1. AA intentou contra BB, acção declarativa de condenação peticionando que:

“a) Seja declarado e o réu condenado a reconhecer que a fração descrita sob a letra “A” destinada a habitação do prédio constituído em propriedade horizontal sito no ..., ..., freguesia da Guia, descrito na CRP de Albufeira sob o n.º ...87 e inscrito na matriz predial urbana sob o artigo ...48 daquela mesma freguesia, é bem comum do dissolvido casal e como tal devendo ser partilhado e
b) Seja o registo predial rectificado no sentido de a autora ser inscrita como proprietária do prédio melhor identificado na al. a).
Caso assim se não entenda, deverá, subsidiariamente ao pedido principal:
a) Ser declarado e o réu condenado a reconhecer que a moradia com piscina edificada sobre a parcela de terreno propriedade do réu e a que veio a corresponder a fração “A” foi construída na pendência do casamento e paga pelo casal formado por autora e réu, no montante total de, pelo menos, 229.500,00€ (duzentos e vinte e nove mil e quinhentos euros);
b) Ser declarado e o réu condenado a reconhecer como bem comum as benfeitorias realizadas pela autora e réu e correspondentes à construção da referida moradia composta por cave, destinada a garagem; rés-do-chão, com sala comum, cozinha, despensa, quarto e casa de banho; e primeiro andar, com duas suites com uma casa de banho cada, com a superfície coberta de 249,50m2, piscina, alpendre e barbecue, no lote de terreno propriedade do réu entre 2002 e 2008;
c) Ser declarado e o réu condenado a reconhecer e a pagar à autora, por essa via, um crédito de benfeitorias no valor correspondente a ½ do valor aportado ao imóvel de sua pertença por força das obras de construção feitas na pendência do casamento, correspondente ao valor que resultar da perícia realizada nos presentes autos ou, caso o mesmo se não apure, a liquidar em incidente posterior e que, no mínimo, corresponde ao valor dos empréstimos aplicados na construção e
d) Ser declarado e reconhecido que a autora goza de direito de retenção sobre a fração “A” nos termos do artigo 754.º do Código Civil pelo direito de crédito por benfeitorias”.

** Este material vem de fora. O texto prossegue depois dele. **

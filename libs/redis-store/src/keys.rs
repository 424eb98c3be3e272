//! Redis key naming conventions.
//!
//! Every key in the platform is derived here so the full set of inputs that
//! affect a cached payload (resource id, pagination, filters, quality) is
//! visible in one place and two services can never disagree on a name.

use uuid::Uuid;

/// Base namespace for all platform keys.
const NAMESPACE: &str = "vstream";

/// Session records owned by the identity service.
///
/// One record per subject: a new login or refresh overwrites the previous
/// token, a logout deletes the record.
pub struct SessionKey;

impl SessionKey {
    pub fn subject(user_id: Uuid) -> String {
        format!("{}:session:{}", NAMESPACE, user_id)
    }
}

/// Catalog response caches.
pub struct CatalogCacheKey;

impl CatalogCacheKey {
    /// Point lookup for a single video.
    pub fn video(video_id: Uuid) -> String {
        format!("{}:cache:video:{}", NAMESPACE, video_id)
    }

    /// One page of the global listing.
    pub fn page(page: u32, limit: u32) -> String {
        format!("{}:cache:videos:page:{}:limit:{}", NAMESPACE, page, limit)
    }

    /// One page of a genre listing.
    pub fn genre(genre: &str, page: u32, limit: u32) -> String {
        format!(
            "{}:cache:videos:genre:{}:page:{}:limit:{}",
            NAMESPACE, genre, page, limit
        )
    }

    /// Trending list for a given size.
    pub fn trending(limit: u32) -> String {
        format!("{}:cache:videos:trending:{}", NAMESPACE, limit)
    }
}

/// Streaming service caches.
pub struct StreamCacheKey;

impl StreamCacheKey {
    /// Derived manifest per (video, quality).
    pub fn manifest(video_id: Uuid, quality: &str) -> String {
        format!("{}:cache:manifest:{}:{}", NAMESPACE, video_id, quality)
    }

    /// Stored playback quality preference.
    pub fn quality_preference(video_id: Uuid) -> String {
        format!("{}:quality:{}", NAMESPACE, video_id)
    }
}

/// Recommendation response caches.
pub struct RecommendationCacheKey;

impl RecommendationCacheKey {
    pub fn personalized(user_id: Uuid, limit: u32) -> String {
        format!("{}:cache:recs:user:{}:{}", NAMESPACE, user_id, limit)
    }

    pub fn similar(video_id: Uuid, limit: u32) -> String {
        format!("{}:cache:recs:similar:{}:{}", NAMESPACE, video_id, limit)
    }

    pub fn trending(limit: u32) -> String {
        format!("{}:cache:recs:trending:{}", NAMESPACE, limit)
    }

    pub fn genre(genre: &str, limit: u32) -> String {
        format!("{}:cache:recs:genre:{}:{}", NAMESPACE, genre, limit)
    }
}

/// Per-subject notification records owned by the profile service.
pub struct NotificationKey;

impl NotificationKey {
    pub fn subject(user_id: Uuid) -> String {
        format!("{}:notifications:{}", NAMESPACE, user_id)
    }
}

/// Gateway rate-limit windows.
pub struct RateLimitKey;

impl RateLimitKey {
    pub fn client(addr: &str) -> String {
        format!("{}:rate_limit:ip:{}", NAMESPACE, addr)
    }
}

#[cfg(test)]
mod tests {
    use super::*;

    #[test]
    fn session_key_is_keyed_by_subject() {
        let id = Uuid::nil();
        let key = SessionKey::subject(id);
        assert_eq!(key, format!("vstream:session:{}", id));
    }

    #[test]
    fn catalog_keys_encode_every_query_input() {
        let id = Uuid::nil();
        assert!(CatalogCacheKey::video(id).contains(&id.to_string()));

        let page_key = CatalogCacheKey::page(3, 20);
        assert!(page_key.contains(":page:3:"));
        assert!(page_key.ends_with(":limit:20"));

        let genre_key = CatalogCacheKey::genre("drama", 1, 10);
        assert!(genre_key.contains(":genre:drama:"));
        assert!(genre_key.ends_with(":page:1:limit:10"));

        assert_ne!(CatalogCacheKey::trending(10), CatalogCacheKey::trending(20));
    }

    #[test]
    fn manifest_keys_differ_per_quality() {
        let id = Uuid::nil();
        assert_ne!(
            StreamCacheKey::manifest(id, "auto"),
            StreamCacheKey::manifest(id, "720p")
        );
    }

    #[test]
    fn keys_share_the_platform_namespace() {
        let id = Uuid::nil();
        let keys = vec![
            SessionKey::subject(id),
            CatalogCacheKey::video(id),
            StreamCacheKey::manifest(id, "auto"),
            RecommendationCacheKey::trending(20),
            NotificationKey::subject(id),
            RateLimitKey::client("10.0.0.1"),
        ];
        for key in keys {
            assert!(key.starts_with("vstream:"));
        }
    }
}
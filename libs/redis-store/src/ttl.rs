//! TTL policy per resource volatility.
//!
//! Point lookups and manifests change rarely and get the longest window;
//! trending reflects near-real-time activity and gets the shortest. Search
//! results are never cached (unbounded query space).

/// Point lookups, list pages, genre pages, manifests.
pub const CATALOG_SECONDS: u64 = 3600;

/// Trending lists (catalog and recommendations).
pub const TRENDING_SECONDS: u64 = 600;

/// Personalized and genre recommendations.
pub const RECOMMENDATION_SECONDS: u64 = 1800;

/// Similar-video recommendations.
pub const SIMILAR_SECONDS: u64 = 3600;

/// Session records: 7 days, refreshed on renewal.
pub const SESSION_SECONDS: u64 = 7 * 24 * 60 * 60;

/// Playback quality preference.
pub const QUALITY_PREFERENCE_SECONDS: u64 = 3600;

/// Per-subject notification records.
pub const NOTIFICATION_SECONDS: u64 = 7 * 24 * 60 * 60;
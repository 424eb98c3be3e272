use anyhow::{Context, Result};
use std::env;

#[derive(Debug, Clone)]
pub struct Config {
    pub host: String,
    pub port: u16,
    pub redis_url: String,
}

impl Config {
    pub fn from_env() -> Result<Self> {
        Ok(Self {
            host: env::var("SERVER_HOST").unwrap_or_else(|_| "0.0.0.0".to_string()),
            port: env::var("SERVER_PORT")
                .unwrap_or_else(|_| "8085".to_string())
                .parse()
                .context("Invalid SERVER_PORT")?,
            redis_url: env::var("REDIS_URL").context("REDIS_URL must be set")?,
        })
    }
}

Para tanto alegou ter sido casada com o réu desde 2002 até 2017, sendo que o casal, em comunhão de esforços e intenções, edificou uma moradia num terreno que havia sido doado pelos pais do réu a este, pelo que, perante tal circunstância esse bem deve ser considerado um bem comum.

O réu contestou, alegando que o bem não tem natureza comum, tendo a moradia sido construída apenas com investimento seu, em terreno que lhe havia sido doado pelos seus pais, a si e seu irmão, e custeado através de um empréstimo bancário, contraído pelo réu e custeado por si e sua família exclusivamente. Acrescentou que, subsequentemente, a moradia, que nunca se destinou a ser usada para habitação do casal, foi sendo arrendada por curtos períodos de tempo a turistas, o que permitiu ir pagando as prestações correspondentes aos empréstimos bancários contraídos. Considerando que o bem não se tornou comum e se mantém próprio seu, concluiu pela improcedência da acção.

Julgada a causa foi, subsequentemente, proferida sentença que culminou com o seguinte dispositivo:
“Pelo exposto, o tribunal julga procedente a presente acção e:
Declara e condena o réu a reconhecer que a fração descrita sob a letra “A” destinada a habitação do prédio constituído em propriedade horizontal sito no ..., ..., freguesia da Guia, descrito na CRP de Albufeira sob o n.º ...87 e inscrito na matriz predial urbana sob o artigo ...48 daquela mesma freguesia, é bem comum do dissolvido casal que este formou com a autora e como tal devendo ser partilhado e determina seja o registo predial alterado no sentido de a autora ser inscrita como proprietária do prédio”.

2. É desta sentença que recorre o Réu, formulando na sua apelação as seguintes conclusões:

A)“A edificação de obra (casa) por dois cônjuges, casados sob o regime de comunhão de bens adquiridos, em terreno próprio de um deles, constitui benfeitoria e dá lugar a um crédito de compensação (um crédito do património comum sobre o património próprio) com vista à reposição do equilíbrio patrimonial, pois de outra forma haveria um injustificado enriquecimento sem causa. – Acórdão do STJ de 29 de Novembro de 2022 tirado em recurso de revista no Proc. nº 1530/20.3T8VNF.G1.S.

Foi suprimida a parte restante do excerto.